Se nel disco precedente si lavorava moltissimo sul creare un candore e un fascino speciale, che avvolgesse l’ascoltatore, in questo album invece si cerca maggiormente il lato melodico e l’aspetto di un’urgenza espressiva che la band ha maturato e sviluppato. Ecco quindi che, a fronte di brani ancora intimi e sensibili, abbiamo perle in cui la band non ha certo paura di sporcare la tranquillità con chitarre ruvide: una tempesta che arriva (volutamente) durante la quiete.
La stessa Wilson descrive l’album come un percorso di maturità , personale certo, ma anche della band stessa, che si mostra meno misurata. Mai parole furono più veritiere. Quello che colpisce non è solo la qualità nella scrittura dei brani, ma la capacità assoluta di gestire l’equilibrio delle sensazioni: non si snaturano di certo gli Wilsen, ma sanno inserire nella loro sensibilità musicale delle novità di rilievo, che diventano determinanti per la perfetta riuscita del disco.

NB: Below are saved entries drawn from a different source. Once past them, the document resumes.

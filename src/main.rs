use anyhow::Result;
use clap::{Parser, Subcommand};
use node_watcher::commands::{check, run};
use node_watcher::logging;
use std::path::PathBuf;

#[derive(Parser)]
#[command(name = "node-watcher")]
#[command(about = "Fleet watcher: restarts lagging or failing nodes and alerts on stagnation", long_about = None)]
#[command(version)]
struct Cli {
    #[command(subcommand)]
    command: Commands,
}

#[derive(Subcommand)]
enum Commands {
    /// Watch the fleet until interrupted
    Run {
        /// Path to the configuration file (JSON, or TOML by extension)
        #[arg(short, long, default_value = "config.json")]
        config: PathBuf,

        /// Log level when RUST_LOG is not set
        #[arg(long, default_value = "info")]
        log_level: String,
    },

    /// Validate the configuration and print the effective settings
    Check {
        /// Path to the configuration file
        #[arg(short, long, default_value = "config.json")]
        config: PathBuf,
    },
}

fn main() -> Result<()> {
    let cli = Cli::parse();
    match cli.command {
        Commands::Run { config, log_level } => {
            logging::init(&log_level)?;
            run::execute(&config)
        }
        Commands::Check { config } => {
            logging::init("warn")?;
            check::execute(&config)
        }
    }
}
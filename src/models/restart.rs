use chrono::{DateTime, Utc};
use serde::{Deserialize, Serialize};
use std::fmt;

use super::node::NodeIdentity;

/// Why a restart was requested.
///
/// Lag and log reasons come from the detectors; `Manual` is an operator
/// command and bypasses the warm-up window.
#[derive(Debug, Clone, Copy, PartialEq, Eq, Hash, Serialize, Deserialize)]
#[serde(rename_all = "SCREAMING_SNAKE_CASE")]
pub enum RestartReason {
    /// State diverged from majority past the minor grace period
    LagMinor,
    /// Session diverged from majority past the major grace period
    LagMajor,
    /// A fatal or repeated-failure log signature
    LogCritical,
    /// A submitted transaction never completed
    TxTimeout,
    /// Too many failed tasks reported by the stats endpoint
    ReputationFailure,
    /// Not running while the majority has concluded its session
    InactiveNode,
    /// Requested by the operator
    Manual,
}

impl RestartReason {
    /// Human-readable label used in notifications.
    pub fn label(&self) -> &'static str {
        match self {
            RestartReason::LagMinor => "State Deviation",
            RestartReason::LagMajor => "Session Lag",
            RestartReason::LogCritical => "Critical Log Pattern",
            RestartReason::TxTimeout => "Transaction Timeout",
            RestartReason::ReputationFailure => "Reputation Failure",
            RestartReason::InactiveNode => "Inactive Node",
            RestartReason::Manual => "Manual Restart",
        }
    }

    /// Lowercase token used in diagnostic file names.
    pub fn slug(&self) -> &'static str {
        match self {
            RestartReason::LagMinor => "lag_minor",
            RestartReason::LagMajor => "lag_major",
            RestartReason::LogCritical => "log_critical",
            RestartReason::TxTimeout => "tx_timeout",
            RestartReason::ReputationFailure => "reputation_failure",
            RestartReason::InactiveNode => "inactive_node",
            RestartReason::Manual => "manual",
        }
    }
}

impl fmt::Display for RestartReason {
    fn fmt(&self, f: &mut fmt::Formatter<'_>) -> fmt::Result {
        let s = match self {
            RestartReason::LagMinor => "LAG_MINOR",
            RestartReason::LagMajor => "LAG_MAJOR",
            RestartReason::LogCritical => "LOG_CRITICAL",
            RestartReason::TxTimeout => "TX_TIMEOUT",
            RestartReason::ReputationFailure => "REPUTATION_FAILURE",
            RestartReason::InactiveNode => "INACTIVE_NODE",
            RestartReason::Manual => "MANUAL",
        };
        f.write_str(s)
    }
}

/// A request for the restart orchestrator. Consumed once and discarded.
#[derive(Debug, Clone, PartialEq, Eq)]
pub struct RestartRequest {
    pub identity: NodeIdentity,
    pub reason: RestartReason,
    /// Free-form evidence for the operator
    pub details: String,
    pub requested_at: DateTime<Utc>,
}

impl RestartRequest {
    pub fn new(
        identity: NodeIdentity,
        reason: RestartReason,
        details: impl Into<String>,
        requested_at: DateTime<Utc>,
    ) -> Self {
        Self {
            identity,
            reason,
            details: details.into(),
            requested_at,
        }
    }
}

Se dobbiamo citare qualche brano lasciateci nominare la title track, perfetto biglietto da visita per le coordinate sonore dell’album, il climax popedelico ed inebriante di “Yntoo”, la circolarità paradisiaca e invitante di “Bird II” e quel gioiellino sonico che risponde al nome di “Feeling Fancy” che pare uscire dalla penna più ispirata delle Azure Ray.
Album perfettamente riuscito e conferma assoluta per una band di gran valore, purtroppo fin troppo lontana dai riflettori che contano.